FORT SHAFTER, Hawaii - Army mariners assigned to the 8th Special Troops Battalion, 8th Theater Sustainment Command, responded to a vessel in distress after receiving a radio call off the coast of Honolulu, Hawaii, Sept. 26, 2024.
The three Army mariners were underway doing routine training on the Army vessel Harbormaster when a Coast Guard distress call came across the marine band radio requesting any available boat to respond to a vessel in distress off the coast of Honolulu.
“By maritime law, if you receive a distress call and you’re capable of responding, it is your duty to respond,” said Sgt. Daniel Koster, an Army watercraft operator with 8th STB. “We didn’t really know what we were getting ourselves into, but we believed in ourselves, that we are properly trained mariners, and we’re supposed to respond.”
Koster, the vessel master, contacted the Coast Guard to assess the situation to determine how the Army could be of assistance. He was informed there was an immobile sailboat approximately three miles off the shore with ripped sails and a broken motor.

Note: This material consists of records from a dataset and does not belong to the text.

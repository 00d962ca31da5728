//! Raster and CSV export of a computed pattern.

use crate::diffraction::IntensityPattern;
use crate::error::Result;
use crate::mask::ApertureMask;
use crate::profile::Profile1D;
use image::{Rgb, RgbImage};
use ndarray::ArrayView2;
use palette::{LinSrgb, Srgb};
use serde::{Deserialize, Serialize};
use std::io::Write;
use std::path::Path;

/// Blank columns between the aperture and pattern panels.
pub const PANEL_GAP: u32 = 8;

#[derive(Clone, Copy, Debug, PartialEq, Eq, Serialize, Deserialize)]
#[serde(rename_all = "snake_case")]
pub enum Colormap {
    Grey,
    /// Black through red and yellow to white.
    Hot,
    /// Black to the approximate colour of the light.
    Wavelength,
}

impl Colormap {
    /// Colour of a value in [0, 1]; values outside are clamped.
    pub fn colour(self, value: f64, wavelength_nm: f64) -> Rgb<u8> {
        let v = if value.is_nan() { 0.0 } else { value.max(0.0).min(1.0) };
        let colour = match self {
            Colormap::Grey => Srgb::new(v, v, v),
            Colormap::Hot => Srgb::new(
                (3.0 * v).min(1.0),
                (3.0 * v - 1.0).max(0.0).min(1.0),
                (3.0 * v - 2.0).max(0.0),
            ),
            Colormap::Wavelength => {
                let (r, g, b) = wavelength_to_rgb(wavelength_nm);
                Srgb::from_linear(LinSrgb::new(r * v, g * v, b * v))
            }
        };
        Rgb([
            (colour.red * 255.0).round() as u8,
            (colour.green * 255.0).round() as u8,
            (colour.blue * 255.0).round() as u8,
        ])
    }
}

/// Approximate linear RGB of monochromatic light, dimmed towards the ends of the visible range.
///
/// Black outside 380–780 nm.
pub fn wavelength_to_rgb(wavelength_nm: f64) -> (f64, f64, f64) {
    let w = wavelength_nm;
    let (r, g, b) = if (380.0..440.0).contains(&w) {
        ((440.0 - w) / (440.0 - 380.0), 0.0, 1.0)
    } else if (440.0..490.0).contains(&w) {
        (0.0, (w - 440.0) / (490.0 - 440.0), 1.0)
    } else if (490.0..510.0).contains(&w) {
        (0.0, 1.0, (510.0 - w) / (510.0 - 490.0))
    } else if (510.0..580.0).contains(&w) {
        ((w - 510.0) / (580.0 - 510.0), 1.0, 0.0)
    } else if (580.0..645.0).contains(&w) {
        (1.0, (645.0 - w) / (645.0 - 580.0), 0.0)
    } else if (645.0..=780.0).contains(&w) {
        (1.0, 0.0, 0.0)
    } else {
        (0.0, 0.0, 0.0)
    };

    let factor = if (380.0..420.0).contains(&w) {
        0.3 + 0.7 * (w - 380.0) / (420.0 - 380.0)
    } else if w > 645.0 && w <= 780.0 {
        0.3 + 0.7 * (780.0 - w) / (780.0 - 645.0)
    } else {
        1.0
    };

    (r * factor, g * factor, b * factor)
}

// Draws `arr / max` into `img` with its left edge at `x_offset`. Row 0 of the array is the
// bottom row of the image.
fn draw_panel(
    img: &mut RgbImage,
    arr: ArrayView2<f64>,
    x_offset: u32,
    colormap: Colormap,
    wavelength_nm: f64,
) {
    let (h, w) = arr.dim();
    let max = arr.iter().fold(0.0, |max: f64, &v| v.max(max));
    let max = if max > 0.0 { max } else { 1.0 };

    for ((i, j), &v) in arr.indexed_iter() {
        let px = x_offset + j as u32;
        let py = (h - 1 - i) as u32;
        debug_assert!(px < img.width() && py < img.height() && j < w);
        img.put_pixel(px, py, colormap.colour(v / max, wavelength_nm));
    }
}

/// The aperture in grey beside the pattern in `colormap`, each scaled to its own maximum.
pub fn render_panels(
    mask: &ApertureMask,
    pattern: &IntensityPattern,
    colormap: Colormap,
    wavelength_nm: f64,
) -> RgbImage {
    let (h0, w0) = mask.values.dim();
    let (h1, w1) = pattern.values.dim();
    let width = (w0 + w1) as u32 + PANEL_GAP;
    let height = h0.max(h1) as u32;

    let mut img = RgbImage::from_pixel(width, height, Rgb([255, 255, 255]));
    draw_panel(&mut img, mask.values.view(), 0, Colormap::Grey, wavelength_nm);
    draw_panel(
        &mut img,
        pattern.values.view(),
        w0 as u32 + PANEL_GAP,
        colormap,
        wavelength_nm,
    );
    img
}

/// Writes the two-panel figure. The format follows the file extension.
pub fn save_panels<T: AsRef<Path> + std::fmt::Debug>(
    file_name: T,
    mask: &ApertureMask,
    pattern: &IntensityPattern,
    colormap: Colormap,
    wavelength_nm: f64,
) -> Result<()> {
    let (h, w) = pattern.values.dim();
    log::info!(
        "h:{} w:{} max:{} sum:{} - {:?}",
        h,
        w,
        pattern.peak(),
        pattern.values.sum(),
        file_name
    );
    let img = render_panels(mask, pattern, colormap, wavelength_nm);
    if let Some(parent) = file_name.as_ref().parent() {
        if !parent.as_os_str().is_empty() {
            std::fs::create_dir_all(parent)?;
        }
    }
    img.save(file_name)?;
    Ok(())
}

/// Writes the horizontal and vertical cuts of a pattern as CSV.
///
/// Both cuts share the axis of `horizontal`; the grid is square so the vertical axis is identical.
pub fn write_profiles_csv<T: AsRef<Path>>(
    path: T,
    horizontal: &Profile1D,
    vertical: &Profile1D,
) -> Result<()> {
    let path = path.as_ref();
    if let Some(parent) = path.parent() {
        if !parent.as_os_str().is_empty() {
            std::fs::create_dir_all(parent)?;
        }
    }
    let mut file = std::io::BufWriter::new(std::fs::File::create(path)?);

    writeln!(file, "# Fraunhofer diffraction profiles through the pattern centre")?;
    writeln!(file, "# Version: {}", env!("CARGO_PKG_VERSION"))?;
    writeln!(file, "# axis unit: {}", horizontal.axis.unit.label())?;
    writeln!(file, "index,axis,horizontal,vertical")?;
    for (i, ((&x, &h), &v)) in horizontal
        .axis
        .values
        .iter()
        .zip(horizontal.values.iter())
        .zip(vertical.values.iter())
        .enumerate()
    {
        writeln!(file, "{},{:.6e},{:.6e},{:.6e}", i, x, h, v)?;
    }
    file.flush()?;
    Ok(())
}

/// Writes the aperture's centre row and the magnitude of its 1D spectrum as CSV.
///
/// The two column pairs carry their own axes: position in the aperture plane and spatial
/// frequency.
pub fn write_aperture_csv<T: AsRef<Path>>(
    path: T,
    profile: &Profile1D,
    spectrum: &Profile1D,
) -> Result<()> {
    let path = path.as_ref();
    if let Some(parent) = path.parent() {
        if !parent.as_os_str().is_empty() {
            std::fs::create_dir_all(parent)?;
        }
    }
    let mut file = std::io::BufWriter::new(std::fs::File::create(path)?);

    writeln!(file, "# Aperture centre row and its 1D spectrum magnitude")?;
    writeln!(file, "# Version: {}", env!("CARGO_PKG_VERSION"))?;
    writeln!(
        file,
        "# position unit: {}, frequency unit: {}",
        profile.axis.unit.label(),
        spectrum.axis.unit.label()
    )?;
    writeln!(file, "index,position,transmission,frequency,spectrum")?;
    let rows = profile
        .axis
        .values
        .iter()
        .zip(profile.values.iter())
        .zip(spectrum.axis.values.iter().zip(spectrum.values.iter()));
    for (i, ((&x, &t), (&f, &m))) in rows.enumerate() {
        writeln!(file, "{},{:.6e},{:.6e},{:.6e},{:.6e}", i, x, t, f, m)?;
    }
    file.flush()?;
    Ok(())
}

#[cfg(test)]
mod tests {
    use super::{
        render_panels, save_panels, wavelength_to_rgb, write_aperture_csv, write_profiles_csv,
        Colormap, PANEL_GAP,
    };
    use crate::diffraction::{diffract, IntensityScale};
    use crate::grid::SimulationGrid;
    use crate::mask::{generate, ApertureSpec};
    use crate::profile::{col_profile, row_profile, spectrum_1d, Profile1D};
    use image::Rgb;

    #[test]
    fn colormap_endpoints() {
        for &map in &[Colormap::Grey, Colormap::Hot] {
            assert_eq!(map.colour(0.0, 500.0), Rgb([0, 0, 0]));
            assert_eq!(map.colour(1.0, 500.0), Rgb([255, 255, 255]));
            assert_eq!(map.colour(7.0, 500.0), Rgb([255, 255, 255]));
            assert_eq!(map.colour(-1.0, 500.0), Rgb([0, 0, 0]));
        }
        assert_eq!(Colormap::Hot.colour(1.0 / 3.0, 500.0), Rgb([255, 0, 0]));
        assert_eq!(Colormap::Wavelength.colour(0.0, 650.0), Rgb([0, 0, 0]));
        let red = Colormap::Wavelength.colour(1.0, 700.0);
        assert!(red[0] > 200 && red[1] == 0 && red[2] == 0);
    }

    #[test]
    fn visible_spectrum() {
        assert_eq!(wavelength_to_rgb(300.0), (0.0, 0.0, 0.0));
        assert_eq!(wavelength_to_rgb(900.0), (0.0, 0.0, 0.0));
        assert_eq!(wavelength_to_rgb(530.0).1, 1.0);
        let (r, g, b) = wavelength_to_rgb(460.0);
        assert!(r == 0.0 && g > 0.0 && b == 1.0);
    }

    #[test]
    fn panels_are_side_by_side_and_bottom_up() {
        let n = 32;
        let grid = SimulationGrid::pixels(n);
        let spec = ApertureSpec::Rectangle {
            width: 4.0,
            height: 2.0,
        };
        let mask = generate(&spec, &grid).unwrap();
        let pattern = diffract(&mask, IntensityScale::Log1p).unwrap();
        let img = render_panels(&mask, &pattern, Colormap::Hot, 550.0);

        assert_eq!(img.width(), 2 * n as u32 + PANEL_GAP);
        assert_eq!(img.height(), n as u32);
        // mask row 16 (y = 0) is open and sits at image row 15
        assert_eq!(*img.get_pixel(16, 15), Rgb([255, 255, 255]));
        assert_eq!(*img.get_pixel(0, 0), Rgb([0, 0, 0]));
        assert_eq!(*img.get_pixel(n as u32 + 1, 0), Rgb([255, 255, 255]));
        // pattern peak at (16, 16) is drawn white
        let x = n as u32 + PANEL_GAP + 16;
        assert_eq!(*img.get_pixel(x, 15), Rgb([255, 255, 255]));
    }

    #[test]
    fn exports() {
        let dir = tempfile::tempdir().unwrap();
        let grid = SimulationGrid::pixels(16);
        let mask = generate(&ApertureSpec::Circle { radius: 3.0 }, &grid).unwrap();
        let pattern = diffract(&mask, IntensityScale::Linear).unwrap();

        let png = dir.path().join("figs").join("pattern.png");
        save_panels(&png, &mask, &pattern, Colormap::Wavelength, 532.0).unwrap();
        let read = image::open(&png).unwrap().to_rgb8();
        assert_eq!(read.dimensions(), (32 + PANEL_GAP, 16));

        let axis = grid.frequency_axis();
        let horizontal = Profile1D {
            values: row_profile(pattern.values.view(), None).unwrap(),
            axis: axis.clone(),
        };
        let vertical = Profile1D {
            values: col_profile(pattern.values.view(), None).unwrap(),
            axis,
        };
        let csv = dir.path().join("profiles.csv");
        write_profiles_csv(&csv, &horizontal, &vertical).unwrap();
        let text = std::fs::read_to_string(&csv).unwrap();
        let rows: Vec<&str> = text.lines().filter(|l| !l.starts_with('#')).collect();
        assert_eq!(rows[0], "index,axis,horizontal,vertical");
        assert_eq!(rows.len(), 17);
        assert!(rows[9].starts_with("8,0.000000e0,"));
    }

    #[test]
    fn aperture_cut_reads_back() {
        let dir = tempfile::tempdir().unwrap();
        let grid = SimulationGrid::micrometres(16, 2.0);
        let spec = ApertureSpec::SingleSlit {
            width: 8.0,
            height: 20.0,
        };
        let mask = generate(&spec, &grid).unwrap();
        let row = row_profile(mask.values.view(), None).unwrap();
        let spectrum = Profile1D {
            values: spectrum_1d(row.view()),
            axis: grid.frequency_axis(),
        };
        let profile = Profile1D {
            values: row,
            axis: grid.spatial_axis(),
        };

        let csv = dir.path().join("aperture.csv");
        write_aperture_csv(&csv, &profile, &spectrum).unwrap();
        let text = std::fs::read_to_string(&csv).unwrap();
        assert!(text.contains("# position unit: um, frequency unit: 1/mm"));

        let rows: Vec<Vec<f64>> = text
            .lines()
            .filter(|l| !l.starts_with('#'))
            .skip(1)
            .map(|l| l.split(',').map(|v| v.parse::<f64>().unwrap()).collect())
            .collect();
        assert_eq!(rows.len(), 16);
        for (i, cols) in rows.iter().enumerate() {
            assert_eq!(cols.len(), 5);
            assert_eq!(cols[0], i as f64);
            assert!((cols[1] - profile.axis.values[i]).abs() < 1e-9);
            assert_eq!(cols[2], profile.values[i]);
            assert!((cols[3] - spectrum.axis.values[i]).abs() < 1e-6 * spectrum.axis.values[i].abs().max(1.0));
            assert!((cols[4] - spectrum.values[i]).abs() < 1e-5 * spectrum.values[i].max(1.0));
        }
        // 4 open samples: x = -4, -2, 0, 2 µm; DC of the spectrum is their count
        let open: Vec<f64> = rows.iter().filter(|c| c[2] == 1.0).map(|c| c[1]).collect();
        assert_eq!(open, vec![-4.0, -2.0, 0.0, 2.0]);
        assert!((rows[8][4] - 4.0).abs() < 1e-9);
    }
}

After assessing the situation, the crew diverted from their training and travelled to the location indicated by the Coast Guard, where Spc. Jace Spivey, an Army watercraft operator with 8th STB, spotted the disabled sailboat.
Once the Army mariners reached the sailboat and confirmed the patrons were stable, they passed them a line and towed them over three miles in rough seas into Ala Wai Harbor.
Towing in the rough sea and strong wind was slow going and took us about an hour, said Spivey.
Once at Ala Wai Harbor, Spc. Nathanial Breaux, an Army watercraft operator with 8th STB, carefully maneuvered the disabled vessel into its berthing.
“Coming through the marina with that much wind was nerve wracking,” said Breaux. “The whole time it was just constant adjusting the throttle trying to tug them back in line with us to miss the boats on either side.”
After a stressful ordeal, the sailboat was tethered in the marina and the occupants happily disembarked while the team of Army mariners returned to Joint Base Pearl Harbor-Hickam.
“It feels good to help someone out, and then to find out they were Navy,” said Breaux. “The irony really, really gets me.”
According to Breaux, the crew consisted of three U.S. Navy Sailors and one civilian sailor who captained the distressed ship.
Koster recently returned from functional watercraft operations training at the Army Watercraft School, where Army mariners are trained on all the skills necessary to operate small craft such as the Harbormaster, communicate with other vessels, the Coast Guard, and conduct safe towing operations.
“Most people don’t realize the Army has boats,” said Lt. Col. Pedro Fernandez, commander, 8th Special Troops Battalion. “But that’s just half the story, because we have extraordinary and competent mariners. I’m happy our team was out training and able to help, which is the foundation of who we are as an Army.”
The 8th Theater Sustainment Command is the Army’s foremost seafaring organization, operating multiple vessels and providing strategic maritime oversight for operations in the Indo-Pacific theater.